Over-expression of LINC01133 in cervical cancer cells has increased their proliferation and metastatic ability while reducing their apoptosis. LINC01133 silencing has inhibited their malignant phenotype. Functionally, up-regulation of LINC01133 results in reduction of miR-30a-5p levels and enhancement of FOXD1 levels [16].

LINC01133 has also been shown to regulate malignant behavior of triple negative breast cancer cells. In fact, LINC01133 could sufficiently promote phenotypic and growth features of cancer stem cells. This lncRNA directly mediates the mesenchymal stem/stromal cells-induced miR-199a-FOXP2 axis. LINC01133 can also regulate expression of the pluripotency-determining gene KLF4 [17].
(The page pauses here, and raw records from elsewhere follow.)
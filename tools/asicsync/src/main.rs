use tracing_subscriber::EnvFilter;

fn main() {
    let filter = EnvFilter::try_from_default_env().unwrap_or_else(|_| EnvFilter::new("warn"));
    tracing_subscriber::fmt()
        .with_env_filter(filter)
        .with_target(false)
        .with_writer(std::io::stderr)
        .init();

    match asicsync::run() {
        Ok(code) => std::process::exit(code),
        Err(error) => {
            eprintln!("{error}");
            std::process::exit(1);
        }
    }
}
//! Attribute encoding: typed attributes in, ordered `(name, value)` pairs out.

use crate::types::{FieldValue, ObjectId, ObjectType};
use std::net::IpAddr;

#[derive(Debug, Clone, PartialEq, Eq)]
pub enum AttrValue {
    Bool(bool),
    U8(u8),
    U16(u16),
    U32(u32),
    U64(u64),
    I32(i32),
    Str(String),
    Mac([u8; 6]),
    Ip(IpAddr),
    IpPrefix { addr: IpAddr, prefix_len: u8 },
    Oid(ObjectId),
    OidList(Vec<ObjectId>),
    U32List(Vec<u32>),
}

#[derive(Debug, Clone, PartialEq, Eq)]
pub struct Attribute {
    pub id: String,
    pub value: AttrValue,
}

impl Attribute {
    pub fn new(id: impl Into<String>, value: AttrValue) -> Self {
        Self {
            id: id.into(),
            value,
        }
    }
}

/// Turns attributes into an ordered field sequence. Implementations must be
/// deterministic and side-effect free.
pub trait AttributeEncoder: Send + Sync {
    fn encode(
        &self,
        object_type: ObjectType,
        attributes: &[Attribute],
        count_only: bool,
    ) -> Vec<FieldValue>;
}

/// Emits one pair per attribute, in input order.
#[derive(Debug, Clone, Copy, Default)]
pub struct ListAttributeEncoder;

impl AttributeEncoder for ListAttributeEncoder {
    fn encode(
        &self,
        _object_type: ObjectType,
        attributes: &[Attribute],
        count_only: bool,
    ) -> Vec<FieldValue> {
        attributes
            .iter()
            .map(|attr| (attr.id.clone(), render_value(&attr.value, count_only)))
            .collect()
    }
}

pub fn render_value(value: &AttrValue, count_only: bool) -> String {
    match value {
        AttrValue::Bool(v) => v.to_string(),
        AttrValue::U8(v) => v.to_string(),
        AttrValue::U16(v) => v.to_string(),
        AttrValue::U32(v) => v.to_string(),
        AttrValue::U64(v) => v.to_string(),
        AttrValue::I32(v) => v.to_string(),
        AttrValue::Str(v) => v.clone(),
        AttrValue::Mac(bytes) => render_mac(bytes),
        AttrValue::Ip(addr) => addr.to_string(),
        AttrValue::IpPrefix { addr, prefix_len } => format!("{addr}/{prefix_len}"),
        AttrValue::Oid(oid) => oid.to_string(),
        AttrValue::OidList(list) => render_list(list.len(), count_only, || {
            list.iter().map(ToString::to_string).collect()
        }),
        AttrValue::U32List(list) => render_list(list.len(), count_only, || {
            list.iter().map(ToString::to_string).collect()
        }),
    }
}

pub fn render_mac(bytes: &[u8; 6]) -> String {
    bytes
        .iter()
        .map(|b| format!("{b:02X}"))
        .collect::<Vec<_>>()
        .join(":")
}

// `<len>:a,b,c`, or `<len>:null` when only the count is wanted
fn render_list(len: usize, count_only: bool, items: impl FnOnce() -> Vec<String>) -> String {
    if count_only {
        return format!("{len}:null");
    }
    format!("{len}:{}", items().join(","))
}

#[cfg(test)]
mod tests {
    use super::*;
    use std::net::Ipv4Addr;

    #[test]
    fn encodes_attributes_in_input_order() {
        let attrs = vec![
            Attribute::new("nexthop", AttrValue::Str("eth0".to_string())),
            Attribute::new("SAI_ROUTE_ENTRY_ATTR_META_DATA", AttrValue::U32(7)),
        ];
        let fields = ListAttributeEncoder.encode(ObjectType::RouteEntry, &attrs, false);
        assert_eq!(
            fields,
            vec![
                ("nexthop".to_string(), "eth0".to_string()),
                ("SAI_ROUTE_ENTRY_ATTR_META_DATA".to_string(), "7".to_string()),
            ]
        );
    }

    #[test]
    fn renders_mac_prefix_and_lists() {
        assert_eq!(
            render_value(&AttrValue::Mac([0x00, 0x11, 0xaa, 0xbb, 0x0c, 0xff]), false),
            "00:11:AA:BB:0C:FF"
        );
        assert_eq!(
            render_value(
                &AttrValue::IpPrefix {
                    addr: IpAddr::V4(Ipv4Addr::new(10, 0, 0, 0)),
                    prefix_len: 24,
                },
                false
            ),
            "10.0.0.0/24"
        );
        let list = AttrValue::OidList(vec![ObjectId(0x1), ObjectId(0x2a)]);
        assert_eq!(render_value(&list, false), "2:oid:0x1,oid:0x2a");
        assert_eq!(render_value(&list, true), "2:null");
        assert_eq!(render_value(&AttrValue::U32List(Vec::new()), false), "0:");
    }

    #[test]
    fn encoding_is_deterministic() {
        let attrs = vec![Attribute::new("a", AttrValue::Bool(true))];
        let first = ListAttributeEncoder.encode(ObjectType::Port, &attrs, false);
        let second = ListAttributeEncoder.encode(ObjectType::Port, &attrs, false);
        assert_eq!(first, second);
    }
}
LINC01133 has also been revealed to be up-regulated in pancreatic cancer cells in association with higher DKK1 methylation and up-regulation of genes involved in the Wnt signaling pathway. LINC01133 binds with DKK1 promoter, inducing H3K27 trimethylation and decreasing its expression. However, Wnt-5a, MMP-7, and β-catenin levels have been found to be up-regulated following LINC01133 binding. Over-expression of LINC01133 has promoted proliferative potential and invasiveness of pancreatic cancer cells [18].

Hepatocellular carcinoma

Up-regulation of LINC01133 in hepatocellular cancer cells has enhanced proliferation of these cells and induced aggressive phenotype in these cells. Mechanistically, LINC01133 sponges miR-199a-5p and increases expression of SNAI1, facilitating epithelial-mesenchymal transition (EMT) program in these cells. Moreover, LINC01133 has a functional interaction with Annexin A2 (ANXA2) to induce activity of ANXA2/STAT3 axis [19].

Lung cancer

LINC01133 silencing has been shown to decrease proliferative ability, migratory potential and invasiveness of non-small cell lung cancer cells and induce cell cycle arrest at G1/S stage. Mechanistically, LINC01133 has interaction with EZH2 and LSD1 to recruit these proteins to the promoter regions of KLF2, P21 or E-cadherin promoters to suppress their transcription [20].

Fig. 1
figure 1

Oncogenic roles of LINC01133 in cancers. Detailed information about mechanism of involvement of LINC01133 in these cancers is provided in Table 1. ↑ shows up-regulation. ┴ shows inhibitory effect

Full size image

Gastrointestinal cancers

LINC01133 has been shown to be down-regulated in gastric cancer cell lines. LINC01133 silencing has enhanced proliferation and migration, and induced the EMT program in gastric cancer cells, while its up-regulation has induced opposite impact. Based on the bioinformatics analyses and luciferase assay, miR-106a-3p has been found to be directly targeted by LINC01133. Mechanistically, miR-106a-3p can target adenomatous polyposis coli (APC) gene and decrease its expression. Taken together, LINC01133/miR-106a-3p has been found as a functional axis in suppression of EMT and metastasis through decreasing activity of the Wnt/β-catenin pathway via affecting APC levels [21]. Another study has shown that LINC01133 can up-regulate SST via binding to miR-576-5p. Up-regulation miR-576-5p or inhibition of SST has upturned the biological effects of LINC01133 in gastric cancer cells. Thus, LINC01133 up-regulation can suppress development of gastric cancer through decreasing expression of miR-576-5p and enhancing SST levels [22].

Fig. 2
figure 2

Tumor suppressor roles of LINC01133 in cancers. Detailed information about mechanism of involvement of LINC01133 in these cancers is provided in Table 1. ↑ shows up-regulation.┴ shows inhibitory effect

Full size image
Table 1 Expression of LINC01133 in cell lines
Full size table

Animal studies

Up-regulation of LINC01133 hepatocellular cancer cells has enhanced growth of hepatocellular carcinoma and lung metastasis in animal models, while its silencing has led to opposite effects [19]. An experiment in animal model of epithelial ovarian cancer has shown that up-regulation of this lncRNA has enhanced the metastatic ability of cells [14]. However, another study has reported enhancement of tumor weigh and volume as well as increase in metastasis following LINC01133 silencing [15].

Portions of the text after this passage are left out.